Надо сомневаться в себе до последнего момента, и надо быть вдохновенным.

Маяковский говорил: «Если ты испытаешь вдохновение и в этот момент попадешь под трамвай, то считай, что ты выиграл».

Надо стараться превосходить самого себя и перешагивать через свой вчерашний день.

Толстой описывает Бородино не с точки зрения военно-командующего, а с точки зрения Пьера Безухова, который как будто ничего не понимает в военном деле; военный совет Толстой описывает глазом девчонки, которая смотрит на этих генералов, сверху, с печки, – как на спорящих мужиков, и она сочувствует Кутузову.

Толстой как бы не доверяет специалистам.

Не так давно на реке Черный Дрим слушал я какую-то румынскую поэтессу, которая читала или почти танцевала заунывные стихи, вставляя слова «аллилуйя».

Я думал, делали ли это уже пятьдесят лет назад? Не в том дело, что это не надо делать. Это мало – делать так.

Невключение смысла в искусство – это трусость.

Так что цветовые пятна должны сначала разлагаться и потом складываться – не зеркально.

Когда-то я писал, что искусство внежалостно.

Это было горячо, но неверно.

Искусство – глашатай жалости и жестокости, судья, пересматривающий законы, по которым живет человечество.

Я ограничивал сферу применения искусства и повторял ошибку старых эстетиков.

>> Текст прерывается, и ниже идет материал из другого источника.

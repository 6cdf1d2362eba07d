//! CLI commands implementation.

use std::path::PathBuf;

use clap::{Parser, Subcommand};
use console::style;
use indicatif::{ProgressBar, ProgressStyle};
use tokio::sync::mpsc;

use crate::config::{load_settings, Settings};
use crate::models::{Document, PageSelection};
use crate::services::{OcrService, PipelineEvent};

#[derive(Parser)]
#[command(name = "ocrpipe")]
#[command(about = "PDF OCR pipeline with orientation and skew correction")]
#[command(version)]
pub struct Cli {
    /// Path to a TOML settings file
    #[arg(long, global = true, env = "OCRPIPE_CONFIG")]
    config: Option<PathBuf>,

    /// Enable verbose logging
    #[arg(short, long, global = true)]
    pub verbose: bool,

    #[command(subcommand)]
    command: Commands,
}

/// Check if verbose mode is enabled (for early logging setup).
pub fn is_verbose() -> bool {
    std::env::args().any(|arg| arg == "-v" || arg == "--verbose")
}

#[derive(Subcommand)]
enum Commands {
    /// Process a PDF document through the full pipeline
    Process {
        /// PDF file to process
        file: PathBuf,
        /// Recognition languages, combined into one pass
        #[arg(long, value_delimiter = ',', env = "OCRPIPE_LANGUAGES")]
        languages: Vec<String>,
        /// Explicit page numbers (takes priority over --from/--to)
        #[arg(long, value_delimiter = ',')]
        pages: Vec<u32>,
        /// First page of a range
        #[arg(long)]
        from: Option<u32>,
        /// Last page of a range, inclusive
        #[arg(long)]
        to: Option<u32>,
        /// Render resolution override
        #[arg(long, env = "OCRPIPE_DPI")]
        dpi: Option<u32>,
        /// Worker count override (0 = one per CPU)
        #[arg(long, env = "OCRPIPE_WORKERS")]
        workers: Option<usize>,
        /// Document deadline override, seconds
        #[arg(long, env = "OCRPIPE_TIMEOUT_SECS")]
        timeout: Option<u64>,
        /// Print the full report as JSON instead of a summary
        #[arg(long)]
        json: bool,
        /// Write the document's word coordinates to this JSON file
        #[arg(long)]
        coords_out: Option<PathBuf>,
    },

    /// Check external tool availability and show the effective config
    Health {
        /// Print as JSON
        #[arg(long)]
        json: bool,
    },
}

/// Parse arguments and run the selected command.
pub async fn run() -> anyhow::Result<()> {
    let cli = Cli::parse();
    let settings = load_settings(cli.config.as_deref())?;

    match cli.command {
        Commands::Process {
            file,
            languages,
            pages,
            from,
            to,
            dpi,
            workers,
            timeout,
            json,
            coords_out,
        } => {
            let mut settings = settings;
            if let Some(dpi) = dpi {
                settings.render.dpi = dpi;
            }
            if let Some(workers) = workers {
                settings.pipeline.workers = workers;
            }
            if let Some(timeout) = timeout {
                settings.pipeline.timeout_secs = timeout;
            }
            if !languages.is_empty() {
                settings.recognition.languages = languages;
            }

            let selection = if !pages.is_empty() {
                PageSelection::pages(pages)
            } else if from.is_some() || to.is_some() {
                PageSelection::range(from, to)
            } else {
                PageSelection::all()
            };

            process_command(settings, file, selection, json, coords_out).await
        }
        Commands::Health { json } => {
            let service = OcrService::new(settings);
            let health = service.health();
            if json {
                println!("{}", serde_json::to_string_pretty(&health)?);
                return Ok(());
            }

            let mark = |ok: bool| {
                if ok {
                    style("✓").green()
                } else {
                    style("✗").red()
                }
            };
            println!(
                "{} {} v{} ({})",
                mark(health.status == "ok"),
                health.service,
                health.version,
                health.status
            );
            match &health.recognition_engine_version {
                Some(v) => println!("  tesseract {}", v),
                None => println!("  tesseract version unknown"),
            }
            println!("  cpu cores: {}", health.cpu_count);
            for tool in &health.tools {
                println!("  {} {}", mark(tool.available), tool.name);
            }
            Ok(())
        }
    }
}

async fn process_command(
    settings: Settings,
    file: PathBuf,
    selection: PageSelection,
    json: bool,
    coords_out: Option<PathBuf>,
) -> anyhow::Result<()> {
    let bytes = std::fs::read(&file)
        .map_err(|e| anyhow::anyhow!("cannot read {}: {}", file.display(), e))?;
    let filename = file
        .file_name()
        .map(|n| n.to_string_lossy().to_string())
        .unwrap_or_else(|| "unknown.pdf".to_string());
    let document = Document::new(filename, bytes);

    let service = OcrService::new(settings);
    let params = service.default_params();

    // Progress UI is fed by pipeline events; the quiet JSON mode skips it.
    let (event_tx, event_rx) = mpsc::channel::<PipelineEvent>(100);
    let ui = if json {
        drop(event_rx);
        None
    } else {
        Some(tokio::spawn(render_progress(event_rx)))
    };

    let result = service
        .submit_with_events(document, selection, params, event_tx)
        .await;
    if let Some(ui) = ui {
        let _ = ui.await;
    }

    let report = match result {
        Ok(report) => report,
        Err(e) => {
            if json {
                println!(
                    "{}",
                    serde_json::json!({
                        "success": false,
                        "error": e.to_string(),
                        "error_kind": e.kind(),
                    })
                );
            } else {
                println!("{} {}", style("✗").red(), e);
            }
            anyhow::bail!("processing failed: {}", e);
        }
    };

    if json {
        println!("{}", serde_json::to_string_pretty(&report)?);
    } else {
        println!(
            "{} {} pages in {}ms, mean confidence {:.1}%",
            style("✓").green(),
            report.pages.len(),
            report.processing_time_ms,
            report.mean_confidence()
        );
        for page in &report.pages {
            let status = match &page.error {
                Some(error) => format!("{} {}", style("failed:").red(), error),
                None => format!(
                    "{} chars, confidence {:.0}%",
                    page.text.chars().count(),
                    page.confidence
                ),
            };
            println!(
                "  page {:>3}: {} (rotation {}°, skew {:.1}°, {}ms)",
                page.page_number,
                status,
                page.rotation_applied,
                page.deskew_angle,
                page.processing_time_ms
            );
        }
        if let Some(doc_id) = &report.doc_id {
            println!("  doc_id: {}", doc_id);
        }
    }

    if let Some(path) = coords_out {
        let doc_id = report
            .doc_id
            .as_deref()
            .ok_or_else(|| anyhow::anyhow!("report carries no document id"))?;
        let coords = service
            .coordinates(doc_id)
            .ok_or_else(|| anyhow::anyhow!("coordinates not found for {}", doc_id))?;
        let out = std::fs::File::create(&path)
            .map_err(|e| anyhow::anyhow!("cannot create {}: {}", path.display(), e))?;
        serde_json::to_writer_pretty(out, &coords)?;
        if !json {
            println!("  coordinates written to {}", path.display());
        }
    }

    Ok(())
}

/// Render pipeline events as per-round progress bars plus a summary line
/// per round.
async fn render_progress(mut events: mpsc::Receiver<PipelineEvent>) {
    let mut bar: Option<ProgressBar> = None;
    let mut failed_pages = 0usize;

    while let Some(event) = events.recv().await {
        match event {
            PipelineEvent::SplitStarted {
                filename,
                size_bytes,
            } => {
                println!(
                    "{} Splitting {} ({:.2} MB)",
                    style("→").cyan(),
                    filename,
                    size_bytes as f64 / (1024.0 * 1024.0)
                );
            }
            PipelineEvent::SplitCompleted {
                total_pages,
                selected_pages,
                duration_ms,
            } => {
                println!(
                    "{} Split: {} pages, {} selected ({}ms)",
                    style("✓").green(),
                    total_pages,
                    selected_pages,
                    duration_ms
                );
            }
            PipelineEvent::PhaseStarted { phase, total_pages } => {
                let progress = ProgressBar::new(total_pages as u64);
                progress.set_style(
                    ProgressStyle::default_bar()
                        .template("{spinner:.green} [{bar:30.cyan/blue}] {pos}/{len} {wide_msg}")
                        .unwrap()
                        .progress_chars("█▓░"),
                );
                progress.set_message(format!("{} round...", phase));
                bar = Some(progress);
            }
            PipelineEvent::PageCompleted { .. } => {
                if let Some(progress) = &bar {
                    progress.inc(1);
                }
            }
            PipelineEvent::PageFailed {
                phase,
                page_number,
                error,
            } => {
                failed_pages += 1;
                if let Some(progress) = &bar {
                    progress.inc(1);
                    progress.set_message(format!("page {} {}: {}", page_number, phase, error));
                }
            }
            PipelineEvent::PhaseCompleted {
                phase,
                duration_ms,
                corrected,
            } => {
                if let Some(progress) = bar.take() {
                    progress.finish_and_clear();
                }
                println!(
                    "{} {} round: {} pages affected ({}ms)",
                    style("✓").green(),
                    phase,
                    corrected,
                    duration_ms
                );
            }
            PipelineEvent::Completed { .. } => {
                if failed_pages > 0 {
                    println!(
                        "  {} {} page(s) degraded, see per-page errors",
                        style("!").yellow(),
                        failed_pages
                    );
                }
            }
        }
    }
}
//! In-flight page state for one pipeline run.

use image::DynamicImage;

/// One rendered page raster moving through the pipeline.
///
/// Owned exclusively by the coordinator for the duration of a request;
/// rotation and deskew replace the raster in place (dimensions may swap
/// for 90/270 degree rotations).
#[derive(Debug, Clone)]
pub struct PageImage {
    /// 1-based page number within the source document.
    pub page_number: u32,
    /// The raster itself.
    pub image: DynamicImage,
}

impl PageImage {
    pub fn new(page_number: u32, image: DynamicImage) -> Self {
        Self { page_number, image }
    }

    pub fn width(&self) -> u32 {
        self.image.width()
    }

    pub fn height(&self) -> u32 {
        self.image.height()
    }
}

/// Orientation detection outcome for one page.
#[derive(Debug, Clone, Copy, PartialEq)]
pub struct OrientationResult {
    /// Detected rotation of the text, one of 0, 90, 180, 270 degrees.
    pub rotation: u16,
    /// Classifier confidence, 0-100.
    pub confidence: f32,
}

impl OrientationResult {
    /// The fail-open result: no rotation, no confidence.
    pub fn none() -> Self {
        Self {
            rotation: 0,
            confidence: 0.0,
        }
    }
}

/// Skew detection outcome for one page.
#[derive(Debug, Clone, Copy, PartialEq)]
pub struct SkewResult {
    /// Detected skew in degrees, counter-clockwise positive.
    pub angle: f32,
}

impl SkewResult {
    pub fn none() -> Self {
        Self { angle: 0.0 }
    }
}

Они думали; что рифмы, размеры и некоторые стилистические приемы – это дело искусства, а ропот Иова и влюбленность женщины и мужчины в «Песни песней», скитания Чайльд Гарольда, и ревность Пушкина, и споры Достоевского – все это только мантия искусства.

Это неверно.

Искусство обновляет религии, проверяя чувства на своих как бы судоговорениях, искусство выносит приговоры.


Мы работали со страшной быстротой, со страшной легкостью, и у нас был уговор, что все то, что говорится и компании, не имеет подписи – дело общее. Как говорил Маяковский, сложим все лавровые листки своих венков в общий суп.

Так потихоньку создалась теория прозы, поспешная, но мы заметили торможение, мы заметили условность времени, что время литературного произведения, время драматургии – иное время, чем то, которое на улице, на городских часах.

Мы заметили смысл завязок, развязок, и в 1916 году мы начали издавать книгу «Поэтика».

Одна статья моя, которая тогда была написана, – «Искусство как прием» – перепечатывается без изменения до сих пор.

Не потому, что она безгрешная и правильная, а потому, что как мы пишем карандашом, так время нами пишет.

Многое из того, что мы говорили, стало сегодня общеизвестным.

Часто, когда человек говорит что-то новое, сперва говорят ему, что он врет, а потом говорят, что мы это всегда знали. И то, что ты говоришь нам, сами знаем лучше тебя.

Количество статей, которые я написал, может сравниться только с количеством статей, в которых меня ругали.

Я и Роман Якобсон были влюблены в одну женщину, но судьба такая, что книгу о женщине написал я.

В этой книге рассказано, как женщина не слышит меня, но я вокруг ее имени как прибой, как невянущий венок.

Чтобы хоть как-то представить, что это было за время, расскажу, как мы печатали «Поэтику» и «Мистерию-буфф» Маяковского.

Был 1919 год. Юг России был захвачен белогвардейцами. У Петербурга не было окрестностей.

Когда мы издавали газету, у нас не было муки, чтобы заварить клейстер, и мы газету примораживали водой к стенке. Такое годится только для зимы. Летом ищите другой способ.

В это трудное время прихожу в маленькую типографию на Лештуков переулок, 19, там сидит директор, один, в пальто. У него замерзли машины, и валы, которые накатывают краску, прыгают по набору. Они не могут работать.